Records to process:

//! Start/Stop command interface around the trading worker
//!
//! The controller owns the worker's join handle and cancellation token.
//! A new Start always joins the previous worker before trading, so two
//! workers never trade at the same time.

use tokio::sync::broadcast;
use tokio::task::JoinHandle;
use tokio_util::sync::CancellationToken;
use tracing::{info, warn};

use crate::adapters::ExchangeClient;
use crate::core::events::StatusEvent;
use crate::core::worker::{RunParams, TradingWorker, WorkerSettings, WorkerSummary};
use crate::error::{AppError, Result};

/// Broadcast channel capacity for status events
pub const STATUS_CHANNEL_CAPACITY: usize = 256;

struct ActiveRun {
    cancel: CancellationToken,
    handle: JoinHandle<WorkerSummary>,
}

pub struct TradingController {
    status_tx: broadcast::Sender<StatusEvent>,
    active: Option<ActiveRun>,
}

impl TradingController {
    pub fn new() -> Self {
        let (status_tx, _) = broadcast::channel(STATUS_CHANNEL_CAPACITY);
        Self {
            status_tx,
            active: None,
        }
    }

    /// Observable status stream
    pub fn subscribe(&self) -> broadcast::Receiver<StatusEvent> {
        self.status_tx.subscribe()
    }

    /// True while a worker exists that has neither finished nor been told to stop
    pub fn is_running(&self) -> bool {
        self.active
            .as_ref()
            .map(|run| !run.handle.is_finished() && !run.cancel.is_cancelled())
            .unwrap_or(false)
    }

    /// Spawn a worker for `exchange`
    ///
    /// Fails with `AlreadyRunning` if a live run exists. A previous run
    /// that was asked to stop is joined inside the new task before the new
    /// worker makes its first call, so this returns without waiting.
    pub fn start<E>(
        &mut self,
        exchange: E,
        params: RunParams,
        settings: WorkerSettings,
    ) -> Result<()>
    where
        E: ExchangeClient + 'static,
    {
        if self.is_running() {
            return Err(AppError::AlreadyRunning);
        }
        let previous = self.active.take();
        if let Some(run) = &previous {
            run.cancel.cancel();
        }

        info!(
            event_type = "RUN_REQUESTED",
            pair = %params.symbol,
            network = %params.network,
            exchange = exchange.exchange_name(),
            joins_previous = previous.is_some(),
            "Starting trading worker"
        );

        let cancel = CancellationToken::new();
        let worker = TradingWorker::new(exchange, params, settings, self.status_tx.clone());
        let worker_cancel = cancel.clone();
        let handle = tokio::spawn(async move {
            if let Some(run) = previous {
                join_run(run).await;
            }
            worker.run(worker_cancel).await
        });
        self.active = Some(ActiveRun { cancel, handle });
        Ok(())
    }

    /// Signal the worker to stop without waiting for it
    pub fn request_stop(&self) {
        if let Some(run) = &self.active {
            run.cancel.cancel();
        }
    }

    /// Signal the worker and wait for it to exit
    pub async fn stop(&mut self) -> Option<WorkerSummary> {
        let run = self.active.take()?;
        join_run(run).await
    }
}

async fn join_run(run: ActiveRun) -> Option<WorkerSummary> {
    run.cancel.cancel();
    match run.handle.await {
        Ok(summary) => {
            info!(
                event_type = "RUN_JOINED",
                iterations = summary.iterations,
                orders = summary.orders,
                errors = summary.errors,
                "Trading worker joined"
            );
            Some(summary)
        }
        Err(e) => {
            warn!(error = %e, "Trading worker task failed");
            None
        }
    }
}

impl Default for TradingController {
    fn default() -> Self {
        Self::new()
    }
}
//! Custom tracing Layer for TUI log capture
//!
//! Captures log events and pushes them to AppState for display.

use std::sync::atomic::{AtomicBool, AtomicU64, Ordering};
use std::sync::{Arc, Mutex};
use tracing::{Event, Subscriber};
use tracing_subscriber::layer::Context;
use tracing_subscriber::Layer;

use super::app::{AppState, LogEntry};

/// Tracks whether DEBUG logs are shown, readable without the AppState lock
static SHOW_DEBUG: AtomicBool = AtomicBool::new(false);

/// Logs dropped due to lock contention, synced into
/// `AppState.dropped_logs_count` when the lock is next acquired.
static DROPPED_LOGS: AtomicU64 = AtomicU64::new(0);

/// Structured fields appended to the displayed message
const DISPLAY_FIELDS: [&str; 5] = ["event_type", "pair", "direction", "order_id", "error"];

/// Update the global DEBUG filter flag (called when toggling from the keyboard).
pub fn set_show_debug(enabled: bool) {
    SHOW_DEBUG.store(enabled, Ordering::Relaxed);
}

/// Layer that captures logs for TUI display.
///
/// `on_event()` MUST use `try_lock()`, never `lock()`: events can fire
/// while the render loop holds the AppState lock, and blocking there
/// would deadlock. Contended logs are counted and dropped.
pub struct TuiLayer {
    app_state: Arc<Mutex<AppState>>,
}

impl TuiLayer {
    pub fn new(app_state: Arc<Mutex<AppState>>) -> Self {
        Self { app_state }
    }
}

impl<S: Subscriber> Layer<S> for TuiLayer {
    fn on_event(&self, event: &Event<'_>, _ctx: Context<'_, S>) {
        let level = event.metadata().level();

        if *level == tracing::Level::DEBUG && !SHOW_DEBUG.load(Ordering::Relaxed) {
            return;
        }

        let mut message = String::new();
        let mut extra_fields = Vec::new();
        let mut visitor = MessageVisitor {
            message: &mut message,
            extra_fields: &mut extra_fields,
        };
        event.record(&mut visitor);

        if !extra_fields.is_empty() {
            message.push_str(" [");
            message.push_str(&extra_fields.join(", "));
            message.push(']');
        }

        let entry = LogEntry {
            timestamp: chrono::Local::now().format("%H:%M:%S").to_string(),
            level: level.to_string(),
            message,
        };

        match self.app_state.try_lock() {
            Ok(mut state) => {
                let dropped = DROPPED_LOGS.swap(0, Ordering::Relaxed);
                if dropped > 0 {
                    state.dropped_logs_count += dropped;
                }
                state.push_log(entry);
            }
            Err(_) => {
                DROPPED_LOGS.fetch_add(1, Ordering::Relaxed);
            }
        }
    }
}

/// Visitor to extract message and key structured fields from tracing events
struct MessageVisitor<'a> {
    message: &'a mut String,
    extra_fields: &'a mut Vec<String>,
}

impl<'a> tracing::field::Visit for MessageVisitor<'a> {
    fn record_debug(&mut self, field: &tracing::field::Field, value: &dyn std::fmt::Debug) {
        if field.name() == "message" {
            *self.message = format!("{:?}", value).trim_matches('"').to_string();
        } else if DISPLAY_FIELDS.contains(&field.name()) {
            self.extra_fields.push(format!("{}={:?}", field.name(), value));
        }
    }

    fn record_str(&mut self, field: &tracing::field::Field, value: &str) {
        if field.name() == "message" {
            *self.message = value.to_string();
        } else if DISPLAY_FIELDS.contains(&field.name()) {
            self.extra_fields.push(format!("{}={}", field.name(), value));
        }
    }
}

...

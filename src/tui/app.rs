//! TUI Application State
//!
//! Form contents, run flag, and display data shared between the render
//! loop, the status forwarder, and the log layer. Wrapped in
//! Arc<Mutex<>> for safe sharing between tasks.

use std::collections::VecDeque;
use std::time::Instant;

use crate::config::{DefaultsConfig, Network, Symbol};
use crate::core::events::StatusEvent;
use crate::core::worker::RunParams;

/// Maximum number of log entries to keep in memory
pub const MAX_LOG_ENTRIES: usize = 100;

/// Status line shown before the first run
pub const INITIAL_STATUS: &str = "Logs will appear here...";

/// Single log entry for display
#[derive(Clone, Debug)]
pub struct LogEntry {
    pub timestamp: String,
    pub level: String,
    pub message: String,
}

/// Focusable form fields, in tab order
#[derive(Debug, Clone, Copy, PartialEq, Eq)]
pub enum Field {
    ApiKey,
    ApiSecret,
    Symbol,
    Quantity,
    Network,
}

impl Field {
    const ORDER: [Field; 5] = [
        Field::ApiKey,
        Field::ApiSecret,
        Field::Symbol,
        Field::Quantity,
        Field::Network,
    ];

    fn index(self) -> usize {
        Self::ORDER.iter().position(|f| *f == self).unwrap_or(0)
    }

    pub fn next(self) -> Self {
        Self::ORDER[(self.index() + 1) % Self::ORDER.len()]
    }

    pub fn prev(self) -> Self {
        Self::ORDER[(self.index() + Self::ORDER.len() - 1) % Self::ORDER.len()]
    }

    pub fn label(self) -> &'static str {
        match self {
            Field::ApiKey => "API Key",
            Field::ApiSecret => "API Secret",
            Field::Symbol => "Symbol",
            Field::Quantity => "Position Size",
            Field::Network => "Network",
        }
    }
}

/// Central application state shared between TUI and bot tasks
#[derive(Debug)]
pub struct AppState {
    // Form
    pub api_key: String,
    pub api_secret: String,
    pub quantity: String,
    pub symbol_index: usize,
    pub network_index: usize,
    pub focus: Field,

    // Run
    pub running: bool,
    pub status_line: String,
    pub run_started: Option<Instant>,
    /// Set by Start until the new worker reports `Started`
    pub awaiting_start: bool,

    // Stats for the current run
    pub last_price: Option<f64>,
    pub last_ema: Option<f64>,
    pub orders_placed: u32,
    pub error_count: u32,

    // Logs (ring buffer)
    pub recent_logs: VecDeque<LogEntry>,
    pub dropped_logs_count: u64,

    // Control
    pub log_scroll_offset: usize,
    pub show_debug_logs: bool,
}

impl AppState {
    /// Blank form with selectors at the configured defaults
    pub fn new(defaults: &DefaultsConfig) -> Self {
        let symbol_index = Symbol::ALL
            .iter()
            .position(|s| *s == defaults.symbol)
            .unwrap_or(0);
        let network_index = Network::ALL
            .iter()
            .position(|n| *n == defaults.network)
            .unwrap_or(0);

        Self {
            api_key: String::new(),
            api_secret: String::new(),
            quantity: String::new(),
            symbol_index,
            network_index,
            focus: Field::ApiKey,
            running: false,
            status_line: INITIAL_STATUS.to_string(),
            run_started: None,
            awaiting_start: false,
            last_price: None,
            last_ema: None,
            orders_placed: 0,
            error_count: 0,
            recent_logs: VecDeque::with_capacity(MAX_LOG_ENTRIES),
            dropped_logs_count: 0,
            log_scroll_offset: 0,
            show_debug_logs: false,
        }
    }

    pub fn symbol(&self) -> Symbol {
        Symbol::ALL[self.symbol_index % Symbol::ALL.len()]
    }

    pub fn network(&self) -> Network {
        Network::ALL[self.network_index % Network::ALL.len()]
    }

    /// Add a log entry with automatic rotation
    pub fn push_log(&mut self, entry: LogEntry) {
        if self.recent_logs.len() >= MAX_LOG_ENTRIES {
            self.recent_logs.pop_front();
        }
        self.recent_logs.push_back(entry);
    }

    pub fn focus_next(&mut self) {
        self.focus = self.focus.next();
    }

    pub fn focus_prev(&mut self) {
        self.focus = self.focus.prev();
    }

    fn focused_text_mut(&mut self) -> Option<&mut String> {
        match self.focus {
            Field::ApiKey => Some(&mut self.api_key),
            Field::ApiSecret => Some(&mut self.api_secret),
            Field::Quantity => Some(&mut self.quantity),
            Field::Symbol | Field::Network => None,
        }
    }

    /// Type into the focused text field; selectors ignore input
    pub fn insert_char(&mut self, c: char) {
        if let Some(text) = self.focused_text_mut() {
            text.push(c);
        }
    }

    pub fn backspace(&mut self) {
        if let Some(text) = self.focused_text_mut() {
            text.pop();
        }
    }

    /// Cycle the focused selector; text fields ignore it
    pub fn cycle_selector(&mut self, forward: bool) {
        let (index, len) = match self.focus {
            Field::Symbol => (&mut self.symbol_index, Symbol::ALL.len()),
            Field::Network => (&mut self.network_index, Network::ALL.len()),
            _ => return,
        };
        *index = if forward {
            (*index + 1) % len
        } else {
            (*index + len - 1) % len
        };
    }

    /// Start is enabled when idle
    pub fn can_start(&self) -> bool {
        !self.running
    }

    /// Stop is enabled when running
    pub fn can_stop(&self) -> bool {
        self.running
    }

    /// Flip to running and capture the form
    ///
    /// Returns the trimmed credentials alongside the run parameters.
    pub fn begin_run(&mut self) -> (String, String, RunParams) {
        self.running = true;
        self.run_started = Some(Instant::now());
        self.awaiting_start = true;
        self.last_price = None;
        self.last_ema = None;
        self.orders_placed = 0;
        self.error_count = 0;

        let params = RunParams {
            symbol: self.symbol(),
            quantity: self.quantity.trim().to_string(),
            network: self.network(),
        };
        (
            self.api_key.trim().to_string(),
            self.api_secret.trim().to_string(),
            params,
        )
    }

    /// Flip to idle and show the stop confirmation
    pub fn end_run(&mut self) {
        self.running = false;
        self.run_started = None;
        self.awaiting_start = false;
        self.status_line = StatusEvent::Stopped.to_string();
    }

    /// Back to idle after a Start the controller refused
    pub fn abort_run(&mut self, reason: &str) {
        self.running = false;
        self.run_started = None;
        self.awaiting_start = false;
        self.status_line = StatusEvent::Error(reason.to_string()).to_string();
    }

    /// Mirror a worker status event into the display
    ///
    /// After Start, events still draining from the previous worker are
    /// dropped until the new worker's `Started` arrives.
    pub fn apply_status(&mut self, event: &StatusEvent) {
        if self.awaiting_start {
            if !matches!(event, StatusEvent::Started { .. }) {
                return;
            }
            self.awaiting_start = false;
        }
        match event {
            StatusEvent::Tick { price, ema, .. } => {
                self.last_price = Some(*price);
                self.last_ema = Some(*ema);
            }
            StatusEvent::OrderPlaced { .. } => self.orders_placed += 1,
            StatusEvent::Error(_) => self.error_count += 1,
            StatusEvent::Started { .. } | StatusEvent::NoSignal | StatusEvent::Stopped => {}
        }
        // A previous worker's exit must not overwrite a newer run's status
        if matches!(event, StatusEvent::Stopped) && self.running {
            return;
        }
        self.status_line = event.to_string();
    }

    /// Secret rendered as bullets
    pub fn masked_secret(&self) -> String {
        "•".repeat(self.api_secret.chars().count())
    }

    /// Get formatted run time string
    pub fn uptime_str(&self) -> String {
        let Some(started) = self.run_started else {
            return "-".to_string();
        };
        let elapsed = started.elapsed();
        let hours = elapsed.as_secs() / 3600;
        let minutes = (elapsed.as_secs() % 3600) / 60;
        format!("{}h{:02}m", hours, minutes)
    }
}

---

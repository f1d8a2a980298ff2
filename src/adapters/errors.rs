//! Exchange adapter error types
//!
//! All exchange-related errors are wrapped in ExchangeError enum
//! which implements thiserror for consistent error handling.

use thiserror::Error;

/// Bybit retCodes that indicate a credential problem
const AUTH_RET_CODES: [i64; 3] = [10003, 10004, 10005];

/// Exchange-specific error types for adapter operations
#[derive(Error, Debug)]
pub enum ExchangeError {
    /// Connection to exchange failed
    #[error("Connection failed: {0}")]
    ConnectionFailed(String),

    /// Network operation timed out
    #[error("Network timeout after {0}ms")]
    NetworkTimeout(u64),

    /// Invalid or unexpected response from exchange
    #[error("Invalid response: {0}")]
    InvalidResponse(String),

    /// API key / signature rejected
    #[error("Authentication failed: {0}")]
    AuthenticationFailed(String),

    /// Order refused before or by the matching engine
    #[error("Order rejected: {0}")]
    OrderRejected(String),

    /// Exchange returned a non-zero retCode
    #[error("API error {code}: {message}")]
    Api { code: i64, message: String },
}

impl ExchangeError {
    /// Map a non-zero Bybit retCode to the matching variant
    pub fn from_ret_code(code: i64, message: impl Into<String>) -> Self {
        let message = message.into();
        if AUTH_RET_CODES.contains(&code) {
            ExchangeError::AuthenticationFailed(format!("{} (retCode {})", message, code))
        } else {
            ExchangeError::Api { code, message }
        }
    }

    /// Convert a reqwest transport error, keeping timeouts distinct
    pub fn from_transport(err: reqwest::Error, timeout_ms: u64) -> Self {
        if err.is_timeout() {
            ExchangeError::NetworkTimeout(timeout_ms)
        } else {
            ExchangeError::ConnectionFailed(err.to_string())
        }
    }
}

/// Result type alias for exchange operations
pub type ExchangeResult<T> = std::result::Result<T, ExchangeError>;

Directions: Retrieve each line of the data in which the word "types" can be found.

Output:
//! Exchange adapter error types
/// Exchange-specific error types for adapter operations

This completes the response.